▶ Work instruction:
Set down the lines of the data exactly, starting at the first and stopping after the line containing "fn load(&mut self, path: &str)".

Content starts

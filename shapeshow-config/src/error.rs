//! Typed error variants for the shapeshow-config crate.
//!
//! Only reading the config file can fail. Parsing the text itself is total:
//! malformed lines become records that the entity builder resolves to
//! fallbacks.

use std::path::PathBuf;

use thiserror::Error;

/// Errors that can occur when locating or reading the scene config file.
///
/// # Example
///
/// ```rust,no_run
/// use shapeshow_config::{ConfigError, load_config_file};
///
/// match load_config_file("config.txt") {
///     Ok(content) => println!("{content}"),
///     Err(ConfigError::NotFound { path }) => eprintln!("missing: {}", path.display()),
///     Err(e) => eprintln!("{e}"),
/// }
/// ```
#[derive(Debug, Error)]
pub enum ConfigError {
    /// No file exists at the resolved config path.
    #[error("Config file not found: {}", path.display())]
    NotFound {
        /// The path that was looked up.
        path: PathBuf,
    },

    /// The file exists but could not be read (permissions, not UTF-8, ...).
    #[error("I/O error reading config '{}': {source}", path.display())]
    Io {
        /// The path that failed to read.
        path: PathBuf,
        /// Underlying I/O error.
        #[source]
        source: std::io::Error,
    },
}
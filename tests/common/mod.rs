//! Shared integration test helpers for shapeshow.
//!
//! ```ignore
//! mod common;
//! use common::{StubFonts, record};
//! ```

#![allow(dead_code)]

use shapeshow_config::{ConfigEntityInfo, parse_line};
use shapeshow_fonts::{FontError, FontHandle, FontSource};
use std::path::PathBuf;

/// In-memory font source: paths listed in `available` load, everything
/// else fails with a read error. Records every load request.
#[derive(Debug, Default)]
pub struct StubFonts {
    pub available: Vec<String>,
    pub requests: Vec<String>,
}

impl StubFonts {
    pub fn with(paths: &[&str]) -> Self {
        Self {
            available: paths.iter().map(|p| p.to_string()).collect(),
            requests: Vec::new(),
        }
    }
}

impl FontSource for StubFonts {
    fn load(&mut self, path: &str) -> Result<FontHandle, FontError> {
        self.requests.push(path.to_string());
        match self.available.iter().position(|p| p == path) {
            Some(index) => Ok(FontHandle::new(index)),
            None => Err(FontError::Read {
                path: PathBuf::from(path),
                source: std::io::Error::new(std::io::ErrorKind::NotFound, "no such font"),
            }),
        }
    }
}

/// Parse one config line.
pub fn record(line: &str) -> ConfigEntityInfo {
    parse_line(line)
}
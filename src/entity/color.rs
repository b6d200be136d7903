//! RGB color type carried by every entity.

use serde::Serialize;

/// 8-bit RGB fill color.
#[derive(Debug, Clone, Copy, PartialEq, Eq, Hash, Serialize)]
pub struct Color {
    pub r: u8,
    pub g: u8,
    pub b: u8,
}

impl Color {
    pub const WHITE: Color = Color::new(255, 255, 255);

    pub const fn new(r: u8, g: u8, b: u8) -> Self {
        Self { r, g, b }
    }

    pub fn as_array(&self) -> [u8; 3] {
        [self.r, self.g, self.b]
    }
}

impl Default for Color {
    fn default() -> Self {
        Color::WHITE
    }
}

#[cfg(test)]
mod tests {
    use super::*;

    #[test]
    fn test_default_is_white() {
        assert_eq!(Color::default(), Color::WHITE);
        assert_eq!(Color::WHITE.as_array(), [255, 255, 255]);
    }
}
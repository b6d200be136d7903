//! Circle and rectangle construction.

use shapeshow_config::{ConfigEntityInfo, ShapeKind};

use super::Built;
use super::attributes::Attributes;
use crate::diagnostics::Diagnostic;
use crate::entity::{Circle, Rectangle, fallback};

/// name, px, py, vx, vy, r, g, b, radius
pub const CIRCLE_ATTRIBUTES: usize = 9;
/// name, px, py, vx, vy, r, g, b, width, height
pub const RECTANGLE_ATTRIBUTES: usize = 10;

/// Build a shape entity from a record.
///
/// Records whose type is not a buildable shape resolve to the
/// `UnknownShape` sentinel circle.
pub fn build_shape(info: &ConfigEntityInfo) -> Built {
    match ShapeKind::classify(&info.entity_type) {
        ShapeKind::Circle => match parse_circle(&Attributes::new(info)) {
            Ok(circle) => Built::ok(circle),
            Err(diagnostic) => Built::degraded(fallback::fallback_circle(), diagnostic),
        },
        ShapeKind::Rectangle => match parse_rectangle(&Attributes::new(info)) {
            Ok(rect) => Built::ok(rect),
            Err(diagnostic) => Built::degraded(fallback::fallback_rectangle(), diagnostic),
        },
        ShapeKind::Triangle | ShapeKind::Unknown => Built::degraded(
            fallback::unknown_shape(),
            Diagnostic::UnsupportedShape {
                entity_type: info.entity_type.clone(),
            },
        ),
    }
}

fn parse_circle(attrs: &Attributes<'_>) -> Result<Circle, Diagnostic> {
    attrs.require(CIRCLE_ATTRIBUTES)?;
    Ok(Circle {
        name: attrs.text(0).unwrap_or_default().to_string(),
        position: attrs.pair(1)?,
        velocity: attrs.pair(3)?,
        color: attrs.color(5)?,
        radius: attrs.float(8)?,
    })
}

fn parse_rectangle(attrs: &Attributes<'_>) -> Result<Rectangle, Diagnostic> {
    attrs.require(RECTANGLE_ATTRIBUTES)?;
    Ok(Rectangle {
        name: attrs.text(0).unwrap_or_default().to_string(),
        position: attrs.pair(1)?,
        velocity: attrs.pair(3)?,
        color: attrs.color(5)?,
        width: attrs.float(8)?,
        height: attrs.float(9)?,
    })
}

Content ends

▶ Result of the task:
filename shapeshow-config/src/error.rs
//! Typed error variants for the shapeshow-config crate.
//!
//! Only reading the config file can fail. Parsing the text itself is total:
//! malformed lines become records that the entity builder resolves to
//! fallbacks.

use std::path::PathBuf;

use thiserror::Error;

/// Errors that can occur when locating or reading the scene config file.
///
/// # Example
///
/// ```rust,no_run
/// use shapeshow_config::{ConfigError, load_config_file};
///
/// match load_config_file("config.txt") {
///     Ok(content) => println!("{content}"),
///     Err(ConfigError::NotFound { path }) => eprintln!("missing: {}", path.display()),
///     Err(e) => eprintln!("{e}"),
/// }
/// ```
#[derive(Debug, Error)]
pub enum ConfigError {
    /// No file exists at the resolved config path.
    #[error("Config file not found: {}", path.display())]
    NotFound {
        /// The path that was looked up.
        path: PathBuf,
    },

    /// The file exists but could not be read (permissions, not UTF-8, ...).
    #[error("I/O error reading config '{}': {source}", path.display())]
    Io {
        /// The path that failed to read.
        path: PathBuf,
        /// Underlying I/O error.
        #[source]
        source: std::io::Error,
    },
}
filename tests/common/mod.rs
//! Shared integration test helpers for shapeshow.
//!
//! ```ignore
//! mod common;
//! use common::{StubFonts, record};
//! ```

#![allow(dead_code)]

use shapeshow_config::{ConfigEntityInfo, parse_line};
use shapeshow_fonts::{FontError, FontHandle, FontSource};
use std::path::PathBuf;

/// In-memory font source: paths listed in `available` load, everything
/// else fails with a read error. Records every load request.
#[derive(Debug, Default)]
pub struct StubFonts {
    pub available: Vec<String>,
    pub requests: Vec<String>,
}

impl StubFonts {
    pub fn with(paths: &[&str]) -> Self {
        Self {
            available: paths.iter().map(|p| p.to_string()).collect(),
            requests: Vec::new(),
        }
    }
}

impl FontSource for StubFonts {
    fn load(&mut self, path: &str) -> Result<FontHandle, FontError> {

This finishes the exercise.